Monday, February 18, 2008
Porch Lies by Patricia C. McKissack
McKissack, Patricia C. 2006. Porch Lies: Tales of Slicksters, Tricksteres, and Other Wily Characters. New York: Schwarz and Wade Books. ISBN: 0375836195
This collection takes readers to a swing on a porch, where they can listen in on stories similar to those passed down from generations about schemers who sometimes win and who sometimes get what they deserve. McKissack keeps in the oral tradition of the African-American culture in which she grew up listening to porch lies by telling her own porch lies to an eager audience. She explores characters such as Aunt Gran who cons the cons into protecting her property against white supremacists and Mingo Cass who only carries around a 100 dollar bill, keeping him from ever having to "break" it and pay for anything.
People of all cultures and races can enjoy and identify with the short stories told in this collection. Although the stories are set in an African-American setting, all readers can relate to family members telling stories, often exaggerated, about days gone by. Although the book is fictional, McKissack addresses civil issues that were prevalent in Southern communities during times of racial segregation and strife. She also adds the hope of many of that time that one day the races would be equal by having the white Mis Crickett ride in the front seat with her black chauffeur.
The colloquialism in the story adds to the southern feel, creating the slower-paced southern small community who would take the time to tell stories on the porch. Diaglogue such as,"See, he aine got it" and "Looka here. Looka here" add to the feel of the small town tone of the stories.
I do agree with one review that McKissack could have made a notation to explain the truth of the social setting of the African-American culture within these "lies." While the stories may be fiction, the inequality in the world, especially for African-Americans, was sadly the norm during the time of the stories, and this sobering truth should be pointed out amid the fun stories.
The illustrator's use of black and white colors only in the pictures provide a striking contrast to the colorful and vibrant personalities of the tricksters highlighted in the stories. Andre Carrilho only adds to the story with his understated pictures, which allow the reader to create the colors from the story and not Carrilho's interpretation of the story.
"It would have helped readers unfamiliar with African-American history to have an author's note helping separate the "truth" of these lies that allude to Depression-era African-American and Southern traditions. That aside, they're great fun to read aloud and the tricksters, sharpies, slicksters, and outlaws wink knowingly at the child narrators, and at us foolish humans."-Susan Hepler, formerly at Burgundy Farm Country Day School, Alexandria, VA Copyright 2006 Reed Business Information.

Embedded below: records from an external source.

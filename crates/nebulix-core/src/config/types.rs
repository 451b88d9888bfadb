use serde::{Deserialize, Serialize};

pub use nebulix_query::config::{
    BatchConfig, CacheConfig, CircuitBreakerConfig, ParallelConfig, PipelineConfig, RetryConfig,
    RunnerConfig,
};

fn default_event_capacity() -> usize {
    256
}

#[derive(Debug, Clone, Deserialize, Serialize)]
pub struct EventsConfig {
    /// Events buffered per subscriber before slow receivers start lagging.
    #[serde(default = "default_event_capacity")]
    pub capacity: usize,
}

impl Default for EventsConfig {
    fn default() -> Self {
        Self {
            capacity: default_event_capacity(),
        }
    }
}

/// Top-level configuration loaded from TOML.
#[derive(Debug, Clone, Default, Deserialize, Serialize)]
pub struct Config {
    #[serde(default)]
    pub runner: RunnerConfig,
    #[serde(default)]
    pub cache: CacheConfig,
    #[serde(default)]
    pub retry: RetryConfig,
    #[serde(default)]
    pub circuit_breaker: CircuitBreakerConfig,
    #[serde(default)]
    pub batch: BatchConfig,
    #[serde(default)]
    pub pipeline: PipelineConfig,
    #[serde(default)]
    pub parallel: ParallelConfig,
    #[serde(default)]
    pub events: EventsConfig,
}
//! Value escaping, parameter interpolation, query validation and
//! statement classification.

use std::sync::LazyLock;

use regex::Regex;
use serde::Serialize;
use serde_json::Value;

use crate::error::EngineError;
use crate::query::Params;

const TRUNCATE_AT: usize = 100;

/// Piece of query text: either executable code or a quoted literal.
#[derive(Debug, Clone, Copy, PartialEq, Eq)]
enum Segment<'a> {
    Code(&'a str),
    /// Includes the surrounding quote characters.
    Literal(&'a str),
}

/// Split a query into code and quoted sections (`"..."`, `'...'`, `` `...` ``).
///
/// Backslash escapes are honored inside string literals but not inside
/// backtick identifiers. An unterminated literal runs to the end of input.
fn segments(query: &str) -> Vec<Segment<'_>> {
    let mut out = Vec::new();
    let mut start = 0;
    let mut quote: Option<char> = None;
    let mut escaped = false;

    for (i, c) in query.char_indices() {
        match quote {
            None => {
                if matches!(c, '"' | '\'' | '`') {
                    if start < i {
                        out.push(Segment::Code(&query[start..i]));
                    }
                    start = i;
                    quote = Some(c);
                }
            }
            Some(q) => {
                if escaped {
                    escaped = false;
                } else if c == '\\' && q != '`' {
                    escaped = true;
                } else if c == q {
                    let end = i + c.len_utf8();
                    out.push(Segment::Literal(&query[start..end]));
                    start = end;
                    quote = None;
                }
            }
        }
    }

    if start < query.len() {
        let rest = &query[start..];
        out.push(if quote.is_some() {
            Segment::Literal(rest)
        } else {
            Segment::Code(rest)
        });
    }
    out
}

"As McKissack (The Dark-Thirty) opens this treasure chest of tales, she recalls spending summer evenings on her grandparents' front porch in Nashville, where her grandfather and visitors would share spellbinding "porch lies," comically exaggerated stories that often centered on rogues and rascals." Publishers Weekly
This collection is a great asset in a language arts classroom. The stories can be used to discuss the African-American tradition of passing on stories orally because that was the only means of communication when slavery existed. It can also be used to discuss the difficulties African Americans after the Civil War since the book addresses topics like the Knights who terrorized innocent people like Aunt Gran.
I plan to use this book in my own language arts classroom as examples for my students to write down a story told often in their own families.